The model’s superior performance stems from a strategic data fusion of feature bands, vegetation indices, and Ginkgo canopy region of interest pixel (ROP) sets, an approach consistent with established research (Ceriani et al., 2025). The BiLSTM-GS component particularly outperformed traditional methods due to its ability to capture bidirectional contextual dependencies in spectral sequences, a capability aligned with established mechanistic principles (Zhang et al., 2025). Comparative analysis shows our results exceed in apple yield prediction ( $R_{P}^{2}$ =0.78) but trail in corn silage monitoring (>90%), highlighting the crop-specific nature of model performance (Burglewski et al., 2024).

While promising results have been achieved, this study has several limitations: limited generalizability due to single-site validation, the high computational demands of the BiLSTM-GS model, and the time-consuming manual ROI extraction. Future work should prioritize: 1) multi-site and multi-temporal validation to assess model robustness; 2) model lightweighting through compression techniques; 3) automated ROI extraction using deep learning; 4) multi-modal data fusion with LiDAR and meteorological data; 5) applying explainable AI methods to bridge the gap between model performance and biological insight; and 6) integrating various vegetation indices (e.g., TVI, MCARI, MTVI, NDI) to leverage their complementarity for enhancing the model’s characterization of multidimensional vegetation physio-biochemical traits.

In conclusion, while the proposed framework shows strong innovation and performance, addressing these limitations through integrated approaches will be crucial for its operational adoption in precision forestry and agriculture.

4 Conclusion

In this study, an innovative method based on hyperspectral imaging technology (400 ~ 1000 nm spectral range) was proposed to realize the non-destructive yield prediction of Ginkgo biloba leaves by integrating canopy spectral data and measured yield values. Through the systematic evaluation of five spectral preprocessing methods (MSC, SG, SNV, FD, SS), SNV was determined as the optimal preprocessing scheme and used as the basis for subsequent model training. PSO, PSAMA, SPA, PCA, LASSO and CARS algorithms were used for feature selection, and 10, 20, 10, 21, 20 and 23 characteristic wavelengths were extracted respectively. Additionally, the most representative SAVI, MSAVI, NDRE and SIPI vegetation indices were selected from the seven candidate indices by random forest regression analysis. The SNV- (SAVI - MSAVI – NDRE - SIPI - ROP) - (BiLSTM-GS) prediction model is constructed by innovatively fusing the Region of Interest Pixel (ROP) data, and the BiLSTM is optimized by Grid SearchCV (learning rate: 0.01, Hidden layers: 50).
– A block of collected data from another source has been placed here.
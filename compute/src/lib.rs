//! IP Guard gate.
//!
//! Wraps the `ipguard-core` rule engine for a running service:
//! - configuration from the environment
//! - allow file discovery and loading, fresh or cached
//! - an axum guard layer that annotates or refuses requests
//! - one structured decision log line per request

pub mod config;
pub mod gate;
pub mod rules;
pub mod shutdown;

pub use config::{ConfigError, GateConfig};
pub use gate::{build_router, client_address, guard, protect, AppState, GuardDecision};
pub use rules::{CacheMode, FileRuleSource, FsRuleSource, LoadError, RuleProvider};
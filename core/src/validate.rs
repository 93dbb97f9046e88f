//! Strict rule validation.
//!
//! Matching skips tokens it cannot classify; validation reports them. Positions
//! are 1-indexed over the non-empty tokens.

use serde::{Deserialize, Serialize};

use crate::classify::is_classifiable;
use crate::tokenizer::tokenize;

/// Machine-readable code for an unclassifiable rule token.
pub const INVALID_IP_FORMAT: &str = "INVALID_IP_FORMAT";

/// A token that fits no rule notation.
#[derive(Debug, Clone, PartialEq, Eq, Serialize, Deserialize)]
pub struct InvalidToken {
    pub position: usize,
    pub token: String,
}

/// Errors raised by strict validation.
#[derive(Debug, Clone, PartialEq, Eq, thiserror::Error, Serialize, Deserialize)]
#[serde(tag = "error", rename_all = "snake_case")]
pub enum RuleError {
    #[error("Invalid rule token at #{position}: [{token}]")]
    InvalidToken { position: usize, token: String },
}

impl RuleError {
    pub fn code(&self) -> &'static str {
        match self {
            RuleError::InvalidToken { .. } => INVALID_IP_FORMAT,
        }
    }

    pub fn position(&self) -> usize {
        match self {
            RuleError::InvalidToken { position, .. } => *position,
        }
    }
}

impl From<InvalidToken> for RuleError {
    fn from(invalid: InvalidToken) -> Self {
        RuleError::InvalidToken {
            position: invalid.position,
            token: invalid.token,
        }
    }
}

/// Every unclassifiable token, in order.
pub fn invalid_tokens(rules: &str) -> Vec<InvalidToken> {
    tokenize(rules)
        .into_iter()
        .enumerate()
        .filter(|(_, token)| !is_classifiable(token))
        .map(|(i, token)| InvalidToken {
            position: i + 1,
            token: token.to_string(),
        })
        .collect()
}

/// Fail on the first unclassifiable token. Blank input is valid.
pub fn assert_valid_rules(rules: &str) -> Result<(), RuleError> {
    match invalid_tokens(rules).into_iter().next() {
        Some(invalid) => Err(invalid.into()),
        None => Ok(()),
    }
}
The model showed a prediction accuracy of $R_{c}^{2}$ = 0.9422 ( $R M S E_{c}$ = 0.0817) for the calibration set performance index and $R_{P}^{2}$ = 0.8795 ( $R M S E_{p}$ = 0.1021) for the prediction set result, thus establishing a robust technical framework for the non-destructive yield assessment of ginkgo planting.

Data availability statement

The raw data supporting the conclusions of this article will be made available by the authors, without undue reservation.

Author contributions

ZZ: Conceptualization, Writing – review & editing, Project administration, Investigation, Methodology, Writing – original draft. MZ: Investigation, Writing – review & editing, Methodology, Funding acquisition, Resources, Project administration, Writing – original draft. LQ: Writing – original draft, Methodology, Software, Writing – review & editing, Conceptualization, Resources, Project administration, Investigation, Funding acquisition. BW: Funding acquisition, Writing – review & editing, Methodology, Software, Formal analysis, Project administration, Resources, Writing – original draft, Conceptualization, Investigation. HZ: Writing – review & editing, Investigation, Writing – original draft, Validation, Project administration. WX: Writing – original draft, Project administration, Investigation, Methodology, Writing – review & editing. QY: Methodology, Project administration, Writing – original draft, Investigation, Writing – review & editing. CZ: Investigation, Writing – review & editing, Writing – original draft, Project administration. KZ: Methodology, Writing – review & editing, Writing – original draft, Investigation.

Funding

The author(s) declare financial support was received for the research and/or publication of this article. We extend our heartfelt gratitude to the following funding sources: Jiangsu Agriculture Science and Technology Innovation Fund (CX (23) 1027), STI2030-Major Projects (2023ZD0405605), Jinpu Research Institute Research Special Funds Project (No.319610001), Jiangsu Innovation and Entrepreneurship Training Program for College Students(No.202410298131Y), Metasequoia Faculty Research Initiation Fee Project (No.163040193), National Natural Science Foundation of China (NSFC) Project (No.32402209), Jiangsu Forestry Science and Technology Innovation and Promotion Project (LYKJ(2024)05), Frontier Technologies R&D Program of Jiangsu (grant numbers BF2024060).

Acknowledgments

We would like to sincerely thank Tang Hao, Meng He, and Hongqian Zhuo from Jiangsu Xuzhou Changrong Agricultural Development Company Limited.

Conflict of interest

The authors declare that the research was conducted in the absence of any commercial or financial relationships that could be construed as a potential conflict of interest.

Generative AI statement

The author(s) declare that no Generative AI was used in the creation of this manuscript.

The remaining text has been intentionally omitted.